Recycling Day comes to town
Sunday, October 21, 2007 10:30 PM
Looking for a way to dispose of some old computer equipment sitting around the house or the office, but don't know where to take it?
The Wabash College is sponsoring Crawfordsville Community Computer Recycle Day from 10 a.m. to 3 p.m. Saturday.
The Wabash College IT Services and the Wabash Environmental Concerns Committees will be sponsoring its first Crawfordsville Community Computer Recycle Day from 10 a.m. to 3 p.m. Saturday.
The college will use RecycleForce of Indianapolis to collect and haul the material away.
The idea was that of Brad Weaver, the Director of IT Services at the college.
"We used them last year to haul away about approximately 22,000 pounds of computer equipment from the college," he said. "This will be the first year to open it up to the community."
According to Weaver, Earlham College had a community day and it was a big success, so that got the plans rolling to have one here in Crawfordsville.
"RecycleForce is big about having community days," he said. "We have some more stuff from the college, but probably not enough for them to make a trip over here, so we wanted to open it up. We always have people in the community asking where or how they can get rid of old, out-dated computers. This will give them a chance to do so."

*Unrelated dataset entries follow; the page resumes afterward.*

//! Review endpoints, nested under tours and standalone, plus the rating
//! aggregate recomputation they trigger.

use std::collections::HashMap;

use axum::{
    extract::{Path, Query, State},
    response::{IntoResponse, Response},
    Extension, Json,
};
use bson::{doc, oid::ObjectId, Document};
use futures::TryStreamExt;
use serde::Deserialize;
use validator::Validate;

use super::{crud, NoContent};
use crate::error::{Error, Result};
use crate::middleware::CurrentUser;
use crate::models::review::{CreateReview, UpdateReview};
use crate::models::tour::{round_to_tenth, DEFAULT_RATING};
use crate::query::ListParams;
use crate::state::AppState;

/// One aggregation row: review count and mean rating for a tour.
#[derive(Debug, Deserialize)]
pub struct RatingStats {
    pub n_rating: i64,
    pub avg_rating: f64,
}

/// Stored aggregate values; an empty review set resets to the documented
/// defaults (count 0, average 4.5).
pub fn fold_stats(stats: Option<RatingStats>) -> (i64, f64) {
    match stats {
        Some(stats) => (stats.n_rating, round_to_tenth(stats.avg_rating)),
        None => (0, DEFAULT_RATING),
    }
}

/// Recompute a tour's rating aggregate from its current review set. Called
/// after every durable review write, with the tour id captured from the
/// affected document.
pub async fn recompute_tour_ratings(state: &AppState, tour_id: ObjectId) -> Result<()> {
    let pipeline = vec![
        doc! { "$match": { "tour": tour_id } },
        doc! { "$group": {
            "_id": "$tour",
            "n_rating": { "$sum": 1 },
            "avg_rating": { "$avg": "$rating" },
        }},
    ];

    let row: Option<Document> = state
        .db
        .reviews
        .aggregate(pipeline)
        .await?
        .try_next()
        .await?;
    let stats = row
        .map(|d| bson::from_document::<RatingStats>(d))
        .transpose()
        .map_err(|e| Error::Internal(e.to_string()))?;

    let (quantity, average) = fold_stats(stats);
    state
        .db
        .tours
        .update_one(
            doc! { "_id": tour_id },
            doc! { "$set": {
                "ratings_quantity": quantity,
                "ratings_average": average,
            }},
        )
        .await?;

    Ok(())
}

fn tour_scope(tour_id: Option<&str>) -> Result<Document> {
    match tour_id {
        Some(id) => Ok(doc! { "tour": ObjectId::parse_str(id)? }),
        None => Ok(Document::new()),
    }
}

pub async fn list_reviews(
    State(state): State<AppState>,
    Query(params): Query<HashMap<String, String>>,
) -> Result<Response> {
    crud::list_resources(&state.reviews(), Document::new(), ListParams::new(params)).await
}

pub async fn list_tour_reviews(
    State(state): State<AppState>,
    Path(tour_id): Path<String>,
    Query(params): Query<HashMap<String, String>>,
) -> Result<Response> {
    crud::list_resources(
        &state.reviews(),
        tour_scope(Some(&tour_id))?,
        ListParams::new(params),
    )
    .await
}

pub async fn get_review(
    State(state): State<AppState>,
    Path(id): Path<String>,
) -> Result<Response> {
    crud::get_resource(&state.reviews(), Document::new(), ObjectId::parse_str(&id)?).await
}

async fn create_review_inner(
    state: &AppState,
    user_id: ObjectId,
    tour_id: ObjectId,
    body: CreateReview,
) -> Result<Response> {
    body.validate()?;

    // The unique (tour, user) index turns a second review into a Conflict.
    let response =
        crud::create_resource(&state.reviews(), body.into_review(tour_id, user_id)).await?;
    recompute_tour_ratings(state, tour_id).await?;
    Ok(response)
}

/// Standalone create: tour id comes from the body.
pub async fn create_review(
    State(state): State<AppState>,
    Extension(CurrentUser(user)): Extension<CurrentUser>,
    Json(body): Json<CreateReview>,
) -> Result<Response> {
    let tour = body
        .tour
        .as_deref()
        .ok_or_else(|| Error::BadRequest("Review must belong to a tour!".to_string()))?;
    let tour_id = ObjectId::parse_str(tour)?;
    create_review_inner(&state, user.id, tour_id, body).await
}

/// Nested create: tour id comes from the path, author from the session.
pub async fn create_tour_review(
    State(state): State<AppState>,
    Path(tour_id): Path<String>,
    Extension(CurrentUser(user)): Extension<CurrentUser>,
    Json(body): Json<CreateReview>,
) -> Result<Response> {
    let tour_id = ObjectId::parse_str(&tour_id)?;
    create_review_inner(&state, user.id, tour_id, body).await
}

pub async fn update_review(
    State(state): State<AppState>,
    Path(id): Path<String>,
    Json(body): Json<UpdateReview>,
) -> Result<Response> {
    body.validate()?;
    let id = ObjectId::parse_str(&id)?;

    let updated = state
        .reviews()
        .update_by_id(Document::new(), id, body.into_set_document())
        .await?;
    // The find-and-modify result carries the tour id for the recomputation.
    recompute_tour_ratings(&state, updated.tour).await?;

    Ok(super::item(crate::models::ReviewResponse::from(updated)).into_response())
}

pub async fn delete_review(
    State(state): State<AppState>,
    Path(id): Path<String>,
) -> Result<Response> {
    let id = ObjectId::parse_str(&id)?;

    let deleted = state.reviews().delete_by_id(Document::new(), id).await?;
    recompute_tour_ratings(&state, deleted.tour).await?;

    Ok(NoContent.into_response())
}

#[cfg(test)]
mod tests {
    use super::*;

    #[test]
    fn test_fold_stats_uses_aggregated_values() {
        // Three reviews rated {5, 4, 3}: count 3, average 4.0.
        let (quantity, average) = fold_stats(Some(RatingStats {
            n_rating: 3,
            avg_rating: 4.0,
        }));
        assert_eq!(quantity, 3);
        assert_eq!(average, 4.0);
    }

    #[test]
    fn test_fold_stats_rounds_to_one_decimal() {
        let (_, average) = fold_stats(Some(RatingStats {
            n_rating: 3,
            avg_rating: 4.666_666_6,
        }));
        assert_eq!(average, 4.7);
    }

    #[test]
    fn test_fold_stats_defaults_when_no_reviews_remain() {
        let (quantity, average) = fold_stats(None);
        assert_eq!(quantity, 0);
        assert_eq!(average, DEFAULT_RATING);
    }

    #[test]
    fn test_rating_stats_absorbs_int32_counts() {
        let stats = bson::from_document::<RatingStats>(doc! {
            "_id": ObjectId::new(),
            "n_rating": 2_i32,
            "avg_rating": 4.5,
        })
        .unwrap();
        assert_eq!(stats.n_rating, 2);
    }

    #[test]
    fn test_tour_scope() {
        let id = ObjectId::new();
        let scope = tour_scope(Some(&id.to_hex())).unwrap();
        assert_eq!(scope.get_object_id("tour").unwrap(), id);
        assert!(tour_scope(None).unwrap().is_empty());
        assert!(tour_scope(Some("garbage")).is_err());
    }
}
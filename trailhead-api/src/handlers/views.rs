//! Server-rendered pages, driven by the same data accessors as the API.

use std::collections::HashMap;

use askama::Template;
use askama_web::WebTemplate;
use axum::{
    extract::{Path, State},
    response::{IntoResponse, Redirect, Response},
};
use bson::doc;
use futures::TryStreamExt;

use super::bookings::tours_booked_by;
use crate::error::{Error, Result};
use crate::middleware::OptionalUser;
use crate::models::tour::visible_scope;
use crate::models::{Review, Tour, User, UserResponse};
use crate::query::ListParams;
use crate::state::AppState;

/// Card-sized view of a tour for list pages.
pub struct TourCard {
    pub name: String,
    pub slug: String,
    pub image_cover: String,
    pub summary: String,
    pub difficulty: String,
    pub duration: i32,
    pub max_group_size: i32,
    pub price: f64,
    pub ratings_average: f64,
    pub ratings_quantity: i64,
    pub location: String,
}

impl From<Tour> for TourCard {
    fn from(tour: Tour) -> Self {
        Self {
            location: tour
                .start_location
                .description
                .clone()
                .or(tour.start_location.address.clone())
                .unwrap_or_default(),
            name: tour.name,
            slug: tour.slug,
            image_cover: tour.image_cover,
            summary: tour.summary,
            difficulty: tour.difficulty.to_string(),
            duration: tour.duration,
            max_group_size: tour.max_group_size,
            price: tour.price,
            ratings_average: tour.ratings_average,
            ratings_quantity: tour.ratings_quantity,
        }
    }
}

pub struct ReviewCard {
    pub text: String,
    pub rating: f64,
    pub author_name: String,
    pub author_photo: String,
}

#[derive(Template, WebTemplate)]
#[template(path = "overview.html")]
pub struct OverviewTemplate {
    pub user: Option<UserResponse>,
    pub tours: Vec<TourCard>,
}

#[derive(Template, WebTemplate)]
#[template(path = "tour.html")]
pub struct TourTemplate {
    pub user: Option<UserResponse>,
    pub tour: TourCard,
    pub description: String,
    pub images: Vec<String>,
    pub guides: Vec<UserResponse>,
    pub reviews: Vec<ReviewCard>,
}

#[derive(Template, WebTemplate)]
#[template(path = "login.html")]
pub struct LoginTemplate {
    pub user: Option<UserResponse>,
}

#[derive(Template, WebTemplate)]
#[template(path = "signup.html")]
pub struct SignupTemplate {
    pub user: Option<UserResponse>,
}

#[derive(Template, WebTemplate)]
#[template(path = "account.html")]
pub struct AccountTemplate {
    pub user: Option<UserResponse>,
    pub me: UserResponse,
}

#[derive(Template, WebTemplate)]
#[template(path = "my_tours.html")]
pub struct MyToursTemplate {
    pub user: Option<UserResponse>,
    pub tours: Vec<TourCard>,
}

pub async fn overview(
    State(state): State<AppState>,
    OptionalUser(user): OptionalUser,
) -> Result<Response> {
    let tours = state
        .tours()
        .find_all(visible_scope(), &ListParams::default())
        .await?;

    Ok(OverviewTemplate {
        user: user.map(UserResponse::from),
        tours: tours.into_iter().map(TourCard::from).collect(),
    }
    .into_response())
}

pub async fn tour_page(
    State(state): State<AppState>,
    OptionalUser(user): OptionalUser,
    Path(slug): Path<String>,
) -> Result<Response> {
    let mut filter = visible_scope();
    filter.insert("slug", slug);

    let tour = state
        .db
        .tours
        .find_one(filter)
        .await?
        .ok_or_else(|| Error::NotFound("There is no tour with that name.".to_string()))?;

    let guides = if tour.guides.is_empty() {
        Vec::new()
    } else {
        state
            .db
            .users
            .find(doc! { "_id": { "$in": tour.guides.clone() }, "active": { "$ne": false } })
            .await?
            .try_collect::<Vec<User>>()
            .await?
            .into_iter()
            .map(UserResponse::from)
            .collect()
    };

    let reviews: Vec<Review> = state
        .db
        .reviews
        .find(doc! { "tour": tour.id })
        .await?
        .try_collect()
        .await?;

    let author_ids: Vec<_> = reviews.iter().map(|r| r.user).collect();
    let authors: HashMap<_, _> = if author_ids.is_empty() {
        HashMap::new()
    } else {
        state
            .db
            .users
            .find(doc! { "_id": { "$in": author_ids } })
            .await?
            .try_collect::<Vec<User>>()
            .await?
            .into_iter()
            .map(|u| (u.id, (u.name, u.photo)))
            .collect()
    };

    let reviews = reviews
        .into_iter()
        .map(|review| {
            let (author_name, author_photo) = authors
                .get(&review.user)
                .cloned()
                .unwrap_or_else(|| ("Former traveller".to_string(), "default.jpg".to_string()));
            ReviewCard {
                text: review.review,
                rating: review.rating,
                author_name,
                author_photo,
            }
        })
        .collect();

    Ok(TourTemplate {
        user: user.map(UserResponse::from),
        description: tour.description.clone().unwrap_or_default(),
        images: tour.images.clone(),
        tour: TourCard::from(tour),
        guides,
        reviews,
    }
    .into_response())
}

pub async fn login_page(OptionalUser(user): OptionalUser) -> Response {
    LoginTemplate {
        user: user.map(UserResponse::from),
    }
    .into_response()
}

pub async fn signup_page(OptionalUser(user): OptionalUser) -> Response {
    SignupTemplate {
        user: user.map(UserResponse::from),
    }
    .into_response()
}

pub async fn account_page(OptionalUser(user): OptionalUser) -> Response {
    match user {
        Some(user) => {
            let me = UserResponse::from(user);
            AccountTemplate {
                user: Some(me.clone()),
                me,
            }
            .into_response()
        }
        None => Redirect::to("/login").into_response(),
    }
}

pub async fn my_tours_page(
    State(state): State<AppState>,
    OptionalUser(user): OptionalUser,
) -> Result<Response> {
    let Some(user) = user else {
        return Ok(Redirect::to("/login").into_response());
    };

    let tours = tours_booked_by(&state, user.id).await?;

    Ok(MyToursTemplate {
        user: Some(UserResponse::from(user)),
        tours: tours.into_iter().map(TourCard::from).collect(),
    }
    .into_response())
}

#[cfg(test)]
mod tests {
    use super::*;
    use crate::models::tour::{CreateTour, Difficulty, GeoPoint};

    fn sample_tour() -> Tour {
        CreateTour {
            name: "The Forest Hiker".into(),
            duration: 5,
            max_group_size: 25,
            difficulty: Difficulty::Easy,
            price: 397.0,
            price_discount: None,
            summary: "Breathtaking hike".into(),
            description: Some("Long description".into()),
            image_cover: "tour-1-cover.jpg".into(),
            images: vec!["a.jpg".into()],
            start_dates: vec![],
            secret_tour: false,
            start_location: GeoPoint {
                kind: "Point".into(),
                coordinates: vec![-115.57, 51.17],
                address: Some("Banff, CAN".into()),
                description: Some("Banff".into()),
            },
            locations: vec![],
            guides: vec![],
        }
        .into_tour()
        .unwrap()
    }

    #[test]
    fn test_tour_card_prefers_location_description() {
        let card = TourCard::from(sample_tour());
        assert_eq!(card.location, "Banff");
        assert_eq!(card.difficulty, "easy");
    }

    #[test]
    fn test_overview_template_renders_tours() {
        let html = OverviewTemplate {
            user: None,
            tours: vec![TourCard::from(sample_tour())],
        }
        .render()
        .unwrap();
        assert!(html.contains("The Forest Hiker"));
        assert!(html.contains("Log in"));
    }

    #[test]
    fn test_nav_shows_account_links_when_logged_in() {
        let user = crate::models::User::new(
            "Alice".into(),
            "alice@example.com".into(),
            "hash".into(),
            crate::models::Role::User,
        );
        let html = OverviewTemplate {
            user: Some(UserResponse::from(user)),
            tours: vec![],
        }
        .render()
        .unwrap();
        assert!(html.contains("Log out"));
        assert!(html.contains("Alice"));
    }

    #[test]
    fn test_tour_template_renders_reviews() {
        let tour = sample_tour();
        let html = TourTemplate {
            user: None,
            description: tour.description.clone().unwrap_or_default(),
            images: tour.images.clone(),
            tour: TourCard::from(tour),
            guides: vec![],
            reviews: vec![ReviewCard {
                text: "Wonderful trip".into(),
                rating: 5.0,
                author_name: "Bob".into(),
                author_photo: "default.jpg".into(),
            }],
        }
        .render()
        .unwrap();
        assert!(html.contains("Wonderful trip"));
        assert!(html.contains("Bob"));
    }
}
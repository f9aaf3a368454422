//! Tracing initialization. `RUST_LOG` wins over the configured level.

use tracing_subscriber::EnvFilter;

use crate::config::Config;

pub fn init_tracing(config: &Config) {
    let filter = EnvFilter::try_from_default_env()
        .unwrap_or_else(|_| EnvFilter::new(&config.service.log_level));

    tracing_subscriber::fmt()
        .with_env_filter(filter)
        .with_target(false)
        .init();
}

There is no cost to the person dropping the equipment off or to the college. All that is required from RecycleForce is a truck which will transport the equipment to their facility in Indianapolis. Bradley Trucking, of Ladoga, has donated a truck to do that.
RecycleForce and Wabash College will have people on hand to help put the unwanted computers and other equipment into the trucks. The truck will be located Jennison Street parking lot.
In addition to helping the community to rid themselves of unwanted computer equipment, it was a chance to help RecycleForce, which helps those who are needing to get back into the workforce.
RecycleForce has a twofold mission: 1) they aim to keep as much electronic waste as possible out of Indiana's landfills; 2) they employ individuals coming out of prison in a transitional jobs environment.
"Transitional jobs" is a program sponsored by the National League of Cities and in this program ex-offenders are provided with paid employment and social services for a period of six to nine months. They employ these individuals, help them get their driver's licenses, work on their child support, help them with resumes, act as a job reference and help them with job searches and ultimately help them locate full-time work in the private sector. You can find further information about Recycle Force at their Web site: www.recycleindy.com. RecycleForce takes the equipment apart and sells it to recycling companies. They do not try to refurbish the equipment.
"It seems like a win-win situation for us and them," Weaver said.
Weaver said he is hoping this will become an annual event, and could possibly be tied into the Wabash Community Days, if the response from the community warrants it.
"We invite the public to take advantage of this program," he said. "It's free and it's right here so you don't have to travel someplace else to dispose of these items."